The government can hardly be blamed for reveling a while in this landmark victory because “it’s very hard to get money back and when you do it’s usually cents in dollar,” Markus Fromherz, Xerox’s chief innovation officer in healthcare, told HealthBiz Decoded.
“There’s a lot of pharmacy fraud,” says Fromherz.
It’s estimated that medical fraud in the U.S. totals 75 billion, that’s roughly the GDP of Ecuador. Add in waste and unnecessary or inefficient services and that figure jumps to somewhere between $130 billion and $210 billion. Crucially, Fromherz says, “fraud is criminal and means there’s an intent. Waste just means they’re careless.”
State governments by and large outsource the complex process of Medicaid fraud detection to companies with information management expertise, like Xerox, which has successfully implemented Medicaid Management Information Systems approved by CMS in 31 states and counting.These information systems use sophisticated search algorithms to detect suspicious claims submitted by providers.
Repeat prescriptions for drugs are often written up by a physician in batches of three but the patient may end up only needing two of those refills – and Fromherz says one of the most common fraudulent activities is for pharmacies to bill Medicaid for the third prescription even though the patient didn’t ask them to do so.
Xerox uses a rules-based system to detect a skeptical looking claim. “There are millions of records that have to be combed through,” says Fromherz.
If a pharmacy or a doctor’s office breaks one of those pre-determined rules consistently, then the system will flag it.
“You’re looking for duplicated billing or for pharmacies that use repeat prescriptions and always use all of the refill options,” explains Fromherz.
The trouble with this technique is that you’re relying on past patterns to detect fraud, and felons have a talent for being intelligently inventive and finding new ways to cheat the claims procedure.
“Criminals literally test the system.
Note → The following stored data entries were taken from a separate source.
fn render_tabs(frame: &mut Frame, app: &AppState, colors: &Palette, area: Rect) {
    let mut spans = Vec::new();
    for (idx, filter) in Filter::ALL.into_iter().enumerate() {
        if idx > 0 {
            spans.push(Span::styled("  ", Style::default().fg(colors.muted_dark)));
        }
        let count = match filter {
            Filter::Active => app.stats.active,
            Filter::Completed => app.stats.completed,
            Filter::All => app.stats.total,
        };
        let text = format!("{} {} ({count})", idx + 1, filter.label());
        let style = if app.filter == filter {
            Style::default()
                .fg(colors.accent)
                .add_modifier(Modifier::BOLD | Modifier::UNDERLINED)
        } else {
            Style::default().fg(colors.muted)
        };
        spans.push(Span::styled(text, style));
    }
    frame.render_widget(Paragraph::new(Line::from(spans)), area);
}

fn render_list(frame: &mut Frame, app: &AppState, colors: &Palette, area: Rect) {
    let content_width = area.width.saturating_sub(2) as usize;
    let mut lines = Vec::new();

    if app.visible.is_empty() {
        let empty = match app.filter {
            Filter::Active => "No active assignments. Press a to add one.",
            Filter::Completed => "Nothing completed yet.",
            Filter::All => "No assignments. Press a to add one.",
        };
        lines.push(Line::from(Span::styled(
            empty,
            Style::default().fg(colors.muted),
        )));
    } else {
        let list_height = area.height.saturating_sub(2) as usize;
        let (start, end) = list_window(app.visible.len(), app.selected, list_height);
        for pos in start..end {
            let assignment = &app.visible[pos];
            lines.push(render_list_row(
                assignment,
                app.selected == Some(pos),
                app.now,
                content_width,
                colors,
            ));
        }
    }

    let title = format!("{} assignments", app.filter.label());
    let widget = Paragraph::new(lines).block(
        Block::default()
            .borders(Borders::ALL)
            .title(title)
            .border_style(Style::default().fg(colors.border_list)),
    );
    frame.render_widget(widget, area);
}

fn render_list_row(
    assignment: &Assignment,
    selected: bool,
    now: DateTime<Utc>,
    width: usize,
    colors: &Palette,
) -> Line<'static> {
    let urgency_color = colors.urgency(assignment, now);
    let marker = if assignment.is_completed { "[x]" } else { "[ ]" };
    let title_width = width.saturating_sub(4 + DUE_WIDTH + 1 + SUBJECT_WIDTH + 1);
    let mut title_style = Style::default().fg(colors.text);
    if assignment.is_completed {
        title_style = title_style
            .fg(colors.completed)
            .add_modifier(Modifier::CROSSED_OUT);
    }

    let mut spans = vec![
        Span::styled(format!("{marker} "), Style::default().fg(urgency_color)),
        Span::styled(
            pad_text(&assignment::format_due(assignment.due_date), DUE_WIDTH),
            Style::default().fg(urgency_color),
        ),
        Span::raw(" "),
        Span::styled(
            pad_text(&assignment.subject, SUBJECT_WIDTH),
            Style::default().fg(colors.info),
        ),
        Span::raw(" "),
        Span::styled(truncate_text(&assignment.title, title_width), title_style),
    ];
    if selected {
        for span in &mut spans {
            span.style = span
                .style
                .bg(colors.selection_bg)
                .add_modifier(Modifier::BOLD);
        }
    }
    Line::from(spans)
}

fn render_detail(frame: &mut Frame, app: &AppState, colors: &Palette, area: Rect) {
    let content_width = area.width.saturating_sub(2) as usize;
    let (title, content) = if let Some(editor) = app.editor.as_ref() {
        let title = match editor.kind() {
            EditorKind::NewAssignment => "New Assignment",
            EditorKind::EditAssignment => "Edit Assignment",
        };
        (title, build_editor_lines(editor, content_width, colors))
    } else {
        ("Details", build_detail_lines(app, content_width, colors))
    };
    let widget = Paragraph::new(content)
        .block(
            Block::default()
                .borders(Borders::ALL)
                .title(title)
                .border_style(Style::default().fg(colors.border_detail)),
        )
        .wrap(Wrap { trim: false });
    frame.render_widget(widget, area);
}

fn build_detail_lines(app: &AppState, width: usize, colors: &Palette) -> Vec<Line<'static>> {
    let Some(assignment) = app.selected_assignment() else {
        return vec![
            Line::from(Span::styled(
                "Nothing selected",
                Style::default().fg(colors.muted),
            )),
            Line::from(""),
            Line::from(Span::styled(
                format!("data: {}", app.data_dir().display()),
                Style::default().fg(colors.muted_dark),
            )),
        ];
    };

    let value_width = width.saturating_sub(LABEL_WIDTH + 1);
    let urgency_color = colors.urgency(assignment, app.now);
    let status = if assignment.is_completed {
        "completed".to_string()
    } else {
        urgency::classify_assignment(assignment, app.now).to_string()
    };

    let mut lines = vec![
        Line::from(Span::styled(
            truncate_text(&assignment.title, width),
            Style::default()
                .fg(colors.text)
                .add_modifier(Modifier::BOLD),
        )),
        Line::from(""),
        detail_row("ID", assignment.short_id(), colors.muted, colors, value_width),
        detail_row("Subject", &assignment.subject, colors.info, colors, value_width),
        detail_row(
            "Due",
            &format!(
                "{} ({})",
                assignment::format_due(assignment.due_date),
                relative_due(assignment.due_date, app.now)
            ),
            urgency_color,
            colors,
            value_width,
        ),
        detail_row("Status", &status, urgency_color, colors, value_width),
    ];

    lines.push(Line::from(""));
    lines.push(section_header("Reminders", colors));
    if assignment.reminders.is_empty() {
        lines.push(Line::from(Span::styled(
            "none",
            Style::default().fg(colors.muted),
        )));
    }
    for kind in &assignment.reminders {
        let fired = assignment.last_notified.get(*kind);
        let (mark, color) = if fired {
            ("sent", colors.muted_dark)
        } else {
            ("pending", colors.upcoming)
        };
        lines.push(Line::from(vec![
            Span::styled(pad_text(kind.label(), 16), Style::default().fg(colors.text)),
            Span::styled(mark, Style::default().fg(color)),
        ]));
    }

    if let Some(notes) = assignment.notes.as_deref() {
        lines.push(Line::from(""));
        lines.push(section_header("Notes", colors));
        for line in notes.lines() {
            lines.push(Line::from(Span::styled(
                line.to_string(),
                Style::default().fg(colors.text),
            )));
        }
    }
    lines
}

fn detail_row(
    label: &str,
    value: &str,
    color: Color,
    colors: &Palette,
    width: usize,
) -> Line<'static> {
    Line::from(vec![
        Span::styled(
            pad_text(label, LABEL_WIDTH),
            Style::default().fg(colors.muted_dark),
        ),
        Span::raw(" "),
        Span::styled(truncate_text(value, width), Style::default().fg(color)),
    ])
}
They put claims through to see if it works,” says Fromherz.
That’s why there’s been a move away from the sole reliance on rules-based systems towards a detection method that uses predictive behavior.
“Descriptive looks back and predictive looks forward,” says Fromherz. “Xerox uses both descriptive (rules-based) and predictive detection.”
Xerox is working to implement their fraud detection before the government pays a claim, rather than retrospectively inspecting records.
Fromherz advises Medicaid and private insurers not to pay out if they suspect a claim is fraud, but to send the bill back and say “prove this isn’t fraud.”
“It’s better to just not pay for fraud in the first place,” he concluded, “rather than get involved with lengthy and expensive court cases with criminals like Sieger.”